Living with Emotionally Unstable Personality Disorder

For me, having Emotionally Unstable Personality Disorder (also known as Borderline Personality Disorder) means I care deeply about what others think of me. At every opportunity I believe that people are ridiculing me, that they can’t be bothered with me and that I’m a burden to them. Like many people suffering with a mental health problem I’m brilliant at hiding how I’m really feeling; I don’t often jump at the chance to discuss my problems because I worry they’ll be interpreted as a sign of weakness or incompetence but it’s time to change!

After graduating from university I found a job within three months and couldn’t believe my luck! I wanted to lead a normal life, have a job, rent a flat and save enough money to travel. I hadn’t planned on telling my employer about my mental health problems; however, I was devastated when, on the first day, I had a panic attack. I explained to my supervisor that I suffered with anxiety and depression but didn’t go into any detail. He was understanding and assured me that everything would be fine; unfortunately, as the weeks progressed, I became increasingly paranoid.
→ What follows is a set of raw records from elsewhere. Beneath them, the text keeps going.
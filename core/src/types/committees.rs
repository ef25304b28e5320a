//! Committees, committee reports and committee prints.

use serde::{Deserialize, Serialize};

#[derive(Debug, Clone, Default, PartialEq, Eq, Serialize, Deserialize)]
#[serde(rename_all = "camelCase")]
pub struct Subcommittee {
    pub name: Option<String>,
    pub system_code: Option<String>,
    pub url: Option<String>,
}

#[derive(Debug, Clone, Default, PartialEq, Eq, Serialize, Deserialize)]
#[serde(rename_all = "camelCase")]
pub struct ParentCommittee {
    pub name: Option<String>,
    pub system_code: Option<String>,
    pub url: Option<String>,
}

/// A committee as listed.
#[derive(Debug, Clone, Default, PartialEq, Eq, Serialize, Deserialize)]
#[serde(rename_all = "camelCase")]
pub struct CommitteeItem {
    pub chamber: Option<String>,
    pub committee_type_code: Option<String>,
    pub update_date: Option<String>,
    pub name: Option<String>,
    pub parent: Option<ParentCommittee>,
    pub subcommittees: Option<Vec<Subcommittee>>,
    pub system_code: Option<String>,
    pub url: Option<String>,
}

/// One historical name of a committee.
#[derive(Debug, Clone, Default, PartialEq, Eq, Serialize, Deserialize)]
#[serde(rename_all = "camelCase")]
pub struct CommitteeHistory {
    pub library_of_congress_name: Option<String>,
    pub official_name: Option<String>,
    pub start_date: Option<String>,
    pub end_date: Option<String>,
    pub update_date: Option<String>,
}

/// Count of a linked collection plus the URL to fetch it.
#[derive(Debug, Clone, Default, PartialEq, Eq, Serialize, Deserialize)]
pub struct ResourceCount {
    pub count: Option<u32>,
    pub url: Option<String>,
}

#[derive(Debug, Clone, Default, PartialEq, Eq, Serialize, Deserialize)]
#[serde(rename_all = "camelCase")]
pub struct CommitteeDetailInfo {
    pub bills: Option<ResourceCount>,
    pub communications: Option<ResourceCount>,
    pub history: Option<Vec<CommitteeHistory>>,
    pub is_current: Option<bool>,
    pub reports: Option<ResourceCount>,
    pub subcommittees: Option<Vec<Subcommittee>>,
    pub system_code: Option<String>,
    #[serde(rename = "type")]
    pub committee_type: Option<String>,
    pub update_date: Option<String>,
}

/// A bill referred to or reported by a committee.
#[derive(Debug, Clone, Default, PartialEq, Eq, Serialize, Deserialize)]
#[serde(rename_all = "camelCase")]
pub struct CommitteeBill {
    pub action_date: Option<String>,
    pub congress: Option<u32>,
    pub number: Option<String>,
    pub relationship_type: Option<String>,
    #[serde(rename = "type")]
    pub bill_type: Option<String>,
    pub update_date: Option<String>,
    pub url: Option<String>,
}

#[derive(Debug, Clone, Default, PartialEq, Eq, Serialize, Deserialize)]
#[serde(rename_all = "camelCase")]
pub struct CommitteeReportItem {
    pub citation: Option<String>,
    pub congress: Option<u32>,
    pub number: Option<String>,
    pub part: Option<u32>,
    #[serde(rename = "type")]
    pub report_type: Option<String>,
    pub update_date: Option<String>,
    pub url: Option<String>,
}

#[derive(Debug, Clone, Default, PartialEq, Eq, Serialize, Deserialize)]
#[serde(rename_all = "camelCase")]
pub struct CommitteeReportDetail {
    pub citation: Option<String>,
    pub congress: Option<u32>,
    pub is_conference_report: Option<bool>,
    pub number: Option<String>,
    pub part: Option<u32>,
    pub text: Option<ResourceCount>,
    pub title: Option<String>,
    #[serde(rename = "type")]
    pub report_type: Option<String>,
    pub update_date: Option<String>,
}

#[derive(Debug, Clone, Default, PartialEq, Eq, Serialize, Deserialize)]
pub struct CommitteeReportText {
    #[serde(rename = "type")]
    pub text_type: Option<String>,
    pub url: Option<String>,
}

#[derive(Debug, Clone, Default, PartialEq, Eq, Serialize, Deserialize)]
#[serde(rename_all = "camelCase")]
pub struct CommitteePrintItem {
    pub chamber: Option<String>,
    pub citation: Option<String>,
    pub congress: Option<u32>,
    pub jacket_number: Option<u32>,
    pub number: Option<String>,
    pub title: Option<String>,
    pub update_date: Option<String>,
}

#[derive(Debug, Clone, Default, PartialEq, Eq, Serialize, Deserialize)]
#[serde(rename_all = "camelCase")]
pub struct CommitteePrintDetail {
    pub chamber: Option<String>,
    pub citation: Option<String>,
    pub congress: Option<u32>,
    pub jacket_number: Option<u32>,
    pub number: Option<String>,
    pub text: Option<ResourceCount>,
    pub title: Option<String>,
    pub update_date: Option<String>,
}

#[derive(Debug, Clone, Default, PartialEq, Eq, Serialize, Deserialize)]
pub struct CommitteePrintText {
    #[serde(rename = "type")]
    pub text_type: Option<String>,
    pub url: Option<String>,
}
The office environment was stressful for me

The office environment was stressful for me; people were constantly talking negatively about one another, I didn’t feel as though my job was secure, I found it difficult to distinguish what was appropriate conversation and what wasn’t. People would keep asking me why I wouldn’t eat at work during the day, not realising that I have an eating disorder. I hated walking through the office because I couldn’t stand the idea of people staring at me. This made simple tasks extremely difficult, such as using the scanner, photocopier or talking to colleagues when I needed their help.